- PROVIDED DATA -
##########
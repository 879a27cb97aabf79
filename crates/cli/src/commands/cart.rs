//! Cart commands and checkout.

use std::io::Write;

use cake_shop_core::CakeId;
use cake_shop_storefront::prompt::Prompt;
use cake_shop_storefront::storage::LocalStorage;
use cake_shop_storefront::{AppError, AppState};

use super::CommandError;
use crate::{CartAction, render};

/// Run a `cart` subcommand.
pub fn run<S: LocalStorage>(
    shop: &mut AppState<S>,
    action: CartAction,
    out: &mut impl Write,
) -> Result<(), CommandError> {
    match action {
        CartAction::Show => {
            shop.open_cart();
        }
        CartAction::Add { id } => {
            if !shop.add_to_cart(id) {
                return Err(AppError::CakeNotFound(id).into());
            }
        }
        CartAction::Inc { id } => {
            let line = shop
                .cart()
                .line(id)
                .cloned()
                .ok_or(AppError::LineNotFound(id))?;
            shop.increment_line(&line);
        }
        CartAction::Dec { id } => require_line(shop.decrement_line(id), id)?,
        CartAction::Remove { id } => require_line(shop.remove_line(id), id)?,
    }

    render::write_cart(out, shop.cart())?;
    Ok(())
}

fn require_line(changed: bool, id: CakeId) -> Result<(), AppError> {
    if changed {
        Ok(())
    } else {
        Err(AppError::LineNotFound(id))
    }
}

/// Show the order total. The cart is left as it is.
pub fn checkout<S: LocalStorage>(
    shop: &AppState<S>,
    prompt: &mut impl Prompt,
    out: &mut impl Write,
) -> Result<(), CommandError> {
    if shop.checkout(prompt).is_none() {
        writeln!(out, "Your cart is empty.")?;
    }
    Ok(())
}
##########
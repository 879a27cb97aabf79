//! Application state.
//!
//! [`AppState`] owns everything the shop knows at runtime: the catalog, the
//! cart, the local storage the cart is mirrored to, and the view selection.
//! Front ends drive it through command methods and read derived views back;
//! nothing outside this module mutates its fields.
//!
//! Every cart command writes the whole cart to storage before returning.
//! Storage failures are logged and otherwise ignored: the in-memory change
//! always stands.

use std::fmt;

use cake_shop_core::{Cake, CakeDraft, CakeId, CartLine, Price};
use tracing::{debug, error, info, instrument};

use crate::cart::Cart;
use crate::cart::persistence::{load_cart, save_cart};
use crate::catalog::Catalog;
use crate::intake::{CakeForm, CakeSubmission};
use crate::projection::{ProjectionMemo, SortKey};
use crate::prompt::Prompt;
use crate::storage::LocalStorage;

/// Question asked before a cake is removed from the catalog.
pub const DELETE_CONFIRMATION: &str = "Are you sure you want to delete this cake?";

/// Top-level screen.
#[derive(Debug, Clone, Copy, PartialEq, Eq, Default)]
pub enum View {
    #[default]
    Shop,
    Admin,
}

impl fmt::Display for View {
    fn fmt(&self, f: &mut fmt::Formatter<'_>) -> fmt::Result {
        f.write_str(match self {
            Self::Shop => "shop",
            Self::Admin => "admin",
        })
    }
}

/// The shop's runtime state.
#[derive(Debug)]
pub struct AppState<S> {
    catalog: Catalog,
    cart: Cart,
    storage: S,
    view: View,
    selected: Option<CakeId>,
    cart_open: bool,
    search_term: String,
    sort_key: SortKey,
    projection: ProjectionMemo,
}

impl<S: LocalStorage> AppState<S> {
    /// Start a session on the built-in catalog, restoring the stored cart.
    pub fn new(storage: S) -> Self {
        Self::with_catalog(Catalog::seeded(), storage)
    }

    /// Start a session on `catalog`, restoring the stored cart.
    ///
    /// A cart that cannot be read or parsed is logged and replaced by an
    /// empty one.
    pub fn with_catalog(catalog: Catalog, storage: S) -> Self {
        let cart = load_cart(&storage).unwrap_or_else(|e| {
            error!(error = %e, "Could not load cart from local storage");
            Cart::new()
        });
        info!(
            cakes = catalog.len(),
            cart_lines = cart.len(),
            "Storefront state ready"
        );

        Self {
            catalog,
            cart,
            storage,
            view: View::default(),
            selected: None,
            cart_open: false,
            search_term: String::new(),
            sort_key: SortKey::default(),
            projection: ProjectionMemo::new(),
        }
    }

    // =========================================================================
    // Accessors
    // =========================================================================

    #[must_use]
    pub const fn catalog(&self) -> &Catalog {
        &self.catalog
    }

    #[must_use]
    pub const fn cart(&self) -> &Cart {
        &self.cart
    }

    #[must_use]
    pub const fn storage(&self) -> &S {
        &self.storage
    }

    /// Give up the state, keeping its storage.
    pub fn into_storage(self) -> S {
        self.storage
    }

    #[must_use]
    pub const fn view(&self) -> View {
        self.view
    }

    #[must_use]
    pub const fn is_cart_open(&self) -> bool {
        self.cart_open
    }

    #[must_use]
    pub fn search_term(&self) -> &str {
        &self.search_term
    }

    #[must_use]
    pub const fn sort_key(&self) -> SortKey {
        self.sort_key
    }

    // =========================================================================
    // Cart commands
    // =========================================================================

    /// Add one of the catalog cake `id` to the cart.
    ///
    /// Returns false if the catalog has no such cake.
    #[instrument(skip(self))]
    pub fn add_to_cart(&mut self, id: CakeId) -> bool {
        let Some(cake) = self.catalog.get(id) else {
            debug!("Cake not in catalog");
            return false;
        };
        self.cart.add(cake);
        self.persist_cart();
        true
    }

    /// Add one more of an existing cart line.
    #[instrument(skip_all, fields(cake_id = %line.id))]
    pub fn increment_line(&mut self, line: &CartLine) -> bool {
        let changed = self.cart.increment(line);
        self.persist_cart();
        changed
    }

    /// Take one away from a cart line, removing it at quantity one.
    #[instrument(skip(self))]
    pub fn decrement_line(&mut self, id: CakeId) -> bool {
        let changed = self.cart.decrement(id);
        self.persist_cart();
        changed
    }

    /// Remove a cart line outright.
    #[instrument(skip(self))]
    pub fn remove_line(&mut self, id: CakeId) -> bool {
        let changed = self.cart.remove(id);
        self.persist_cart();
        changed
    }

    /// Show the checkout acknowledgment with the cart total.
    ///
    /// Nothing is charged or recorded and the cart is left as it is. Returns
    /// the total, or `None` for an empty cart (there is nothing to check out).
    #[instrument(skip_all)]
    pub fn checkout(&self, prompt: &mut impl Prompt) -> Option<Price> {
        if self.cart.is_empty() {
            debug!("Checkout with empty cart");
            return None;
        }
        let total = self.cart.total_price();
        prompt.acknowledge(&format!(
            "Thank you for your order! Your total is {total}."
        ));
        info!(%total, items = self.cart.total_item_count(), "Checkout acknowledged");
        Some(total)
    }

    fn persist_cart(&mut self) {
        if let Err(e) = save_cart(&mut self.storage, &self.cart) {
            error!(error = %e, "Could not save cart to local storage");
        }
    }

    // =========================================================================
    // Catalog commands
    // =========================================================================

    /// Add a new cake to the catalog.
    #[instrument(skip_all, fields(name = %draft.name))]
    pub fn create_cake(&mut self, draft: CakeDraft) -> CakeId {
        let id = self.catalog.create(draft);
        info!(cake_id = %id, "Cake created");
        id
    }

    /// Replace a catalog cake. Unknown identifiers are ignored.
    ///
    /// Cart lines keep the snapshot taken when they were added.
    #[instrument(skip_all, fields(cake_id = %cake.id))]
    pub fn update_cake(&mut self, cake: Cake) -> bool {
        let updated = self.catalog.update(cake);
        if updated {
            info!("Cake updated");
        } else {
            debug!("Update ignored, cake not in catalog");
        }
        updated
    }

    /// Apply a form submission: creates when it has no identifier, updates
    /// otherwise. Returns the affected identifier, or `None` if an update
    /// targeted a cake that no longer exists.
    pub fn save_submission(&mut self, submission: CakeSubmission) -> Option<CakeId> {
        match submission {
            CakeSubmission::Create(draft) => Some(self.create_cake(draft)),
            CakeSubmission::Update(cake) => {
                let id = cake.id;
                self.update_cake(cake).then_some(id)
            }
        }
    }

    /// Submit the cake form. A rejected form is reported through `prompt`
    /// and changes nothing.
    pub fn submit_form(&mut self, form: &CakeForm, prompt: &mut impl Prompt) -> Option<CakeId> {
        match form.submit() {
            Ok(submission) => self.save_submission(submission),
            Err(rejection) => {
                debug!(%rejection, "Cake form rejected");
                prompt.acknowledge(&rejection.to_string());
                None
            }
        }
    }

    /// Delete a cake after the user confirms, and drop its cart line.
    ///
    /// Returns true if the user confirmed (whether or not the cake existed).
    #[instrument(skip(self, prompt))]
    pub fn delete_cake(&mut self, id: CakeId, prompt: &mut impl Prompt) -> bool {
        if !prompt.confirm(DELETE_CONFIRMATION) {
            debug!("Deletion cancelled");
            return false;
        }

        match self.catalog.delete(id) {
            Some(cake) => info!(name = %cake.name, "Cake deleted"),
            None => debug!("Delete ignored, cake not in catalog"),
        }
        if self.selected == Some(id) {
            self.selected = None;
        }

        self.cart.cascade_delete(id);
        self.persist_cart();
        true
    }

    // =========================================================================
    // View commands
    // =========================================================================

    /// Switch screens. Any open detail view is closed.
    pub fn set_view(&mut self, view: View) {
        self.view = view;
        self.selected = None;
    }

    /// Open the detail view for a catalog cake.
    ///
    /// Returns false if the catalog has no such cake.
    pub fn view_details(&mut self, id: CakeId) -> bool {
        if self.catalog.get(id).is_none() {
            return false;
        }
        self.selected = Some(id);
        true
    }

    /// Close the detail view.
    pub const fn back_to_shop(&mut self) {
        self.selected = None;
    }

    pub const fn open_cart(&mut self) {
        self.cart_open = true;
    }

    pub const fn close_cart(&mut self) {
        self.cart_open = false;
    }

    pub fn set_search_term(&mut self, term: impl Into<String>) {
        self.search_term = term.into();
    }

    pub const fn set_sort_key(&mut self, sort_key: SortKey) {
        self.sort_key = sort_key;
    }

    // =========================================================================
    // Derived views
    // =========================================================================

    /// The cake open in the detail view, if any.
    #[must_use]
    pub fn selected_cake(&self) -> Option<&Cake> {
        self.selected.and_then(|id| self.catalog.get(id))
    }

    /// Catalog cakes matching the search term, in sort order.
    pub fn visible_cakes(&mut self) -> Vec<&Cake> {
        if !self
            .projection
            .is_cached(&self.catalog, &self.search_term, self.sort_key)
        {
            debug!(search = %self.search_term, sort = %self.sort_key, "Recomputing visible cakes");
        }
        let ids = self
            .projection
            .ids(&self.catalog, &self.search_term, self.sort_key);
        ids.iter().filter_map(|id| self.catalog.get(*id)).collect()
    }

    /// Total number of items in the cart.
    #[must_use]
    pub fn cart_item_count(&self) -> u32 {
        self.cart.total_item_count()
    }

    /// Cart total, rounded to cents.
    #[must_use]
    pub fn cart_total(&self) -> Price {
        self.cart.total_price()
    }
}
##########
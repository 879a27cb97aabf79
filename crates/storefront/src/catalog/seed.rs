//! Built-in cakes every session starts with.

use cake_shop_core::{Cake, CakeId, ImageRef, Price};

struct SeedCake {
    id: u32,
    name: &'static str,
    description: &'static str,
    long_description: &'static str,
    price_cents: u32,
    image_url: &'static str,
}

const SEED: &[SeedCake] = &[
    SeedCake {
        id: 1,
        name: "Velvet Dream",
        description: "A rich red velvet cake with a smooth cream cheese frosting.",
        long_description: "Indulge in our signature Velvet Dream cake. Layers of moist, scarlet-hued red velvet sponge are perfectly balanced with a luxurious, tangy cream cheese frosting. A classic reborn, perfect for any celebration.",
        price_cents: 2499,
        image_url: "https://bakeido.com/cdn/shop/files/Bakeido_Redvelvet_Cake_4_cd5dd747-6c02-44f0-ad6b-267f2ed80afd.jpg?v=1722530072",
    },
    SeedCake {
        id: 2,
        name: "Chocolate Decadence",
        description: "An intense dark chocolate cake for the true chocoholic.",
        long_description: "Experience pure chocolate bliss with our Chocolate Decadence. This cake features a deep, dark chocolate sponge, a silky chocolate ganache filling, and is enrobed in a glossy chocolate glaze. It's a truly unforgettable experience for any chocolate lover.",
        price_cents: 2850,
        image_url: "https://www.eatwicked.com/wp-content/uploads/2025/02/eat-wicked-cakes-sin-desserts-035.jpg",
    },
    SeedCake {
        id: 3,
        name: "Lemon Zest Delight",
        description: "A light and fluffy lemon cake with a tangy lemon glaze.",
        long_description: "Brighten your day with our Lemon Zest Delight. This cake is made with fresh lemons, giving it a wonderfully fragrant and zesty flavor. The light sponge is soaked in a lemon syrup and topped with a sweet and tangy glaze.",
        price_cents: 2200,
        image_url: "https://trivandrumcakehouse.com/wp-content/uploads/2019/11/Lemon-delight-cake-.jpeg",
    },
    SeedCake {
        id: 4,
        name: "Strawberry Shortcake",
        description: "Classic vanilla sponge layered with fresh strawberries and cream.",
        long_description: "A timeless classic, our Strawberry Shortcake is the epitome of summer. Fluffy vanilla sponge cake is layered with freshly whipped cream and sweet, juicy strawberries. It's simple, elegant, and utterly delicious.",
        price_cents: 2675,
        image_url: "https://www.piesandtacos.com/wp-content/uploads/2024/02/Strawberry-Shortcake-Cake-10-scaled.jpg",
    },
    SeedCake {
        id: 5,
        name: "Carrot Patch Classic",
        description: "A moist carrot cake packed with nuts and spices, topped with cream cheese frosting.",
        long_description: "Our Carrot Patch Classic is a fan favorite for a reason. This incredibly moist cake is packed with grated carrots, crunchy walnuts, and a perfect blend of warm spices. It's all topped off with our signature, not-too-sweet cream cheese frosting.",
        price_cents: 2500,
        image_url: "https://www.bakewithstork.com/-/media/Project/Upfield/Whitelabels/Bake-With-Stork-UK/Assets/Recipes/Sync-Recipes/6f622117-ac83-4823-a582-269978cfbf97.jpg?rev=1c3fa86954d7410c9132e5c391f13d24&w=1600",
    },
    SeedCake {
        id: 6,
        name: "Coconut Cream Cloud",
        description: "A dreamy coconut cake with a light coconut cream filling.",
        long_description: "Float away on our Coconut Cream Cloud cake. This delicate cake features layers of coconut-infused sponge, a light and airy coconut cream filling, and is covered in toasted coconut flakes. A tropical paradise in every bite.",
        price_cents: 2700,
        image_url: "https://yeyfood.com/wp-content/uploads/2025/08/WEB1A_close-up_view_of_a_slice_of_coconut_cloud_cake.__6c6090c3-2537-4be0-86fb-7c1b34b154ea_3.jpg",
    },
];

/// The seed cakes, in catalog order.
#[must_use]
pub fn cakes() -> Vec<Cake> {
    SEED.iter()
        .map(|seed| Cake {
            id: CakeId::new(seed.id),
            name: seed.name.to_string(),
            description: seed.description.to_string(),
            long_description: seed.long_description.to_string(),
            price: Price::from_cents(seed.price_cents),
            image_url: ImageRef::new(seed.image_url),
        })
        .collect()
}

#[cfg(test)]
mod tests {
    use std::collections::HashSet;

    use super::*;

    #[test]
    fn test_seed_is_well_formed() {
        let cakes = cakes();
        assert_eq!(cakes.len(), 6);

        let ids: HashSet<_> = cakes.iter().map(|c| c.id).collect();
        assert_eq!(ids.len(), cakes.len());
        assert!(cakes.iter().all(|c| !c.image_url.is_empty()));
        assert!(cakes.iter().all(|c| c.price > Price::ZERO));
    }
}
##########
How many lines of the material above contain the string "Decadence"? Answer with the number only.

- TASK SOLUTION -
2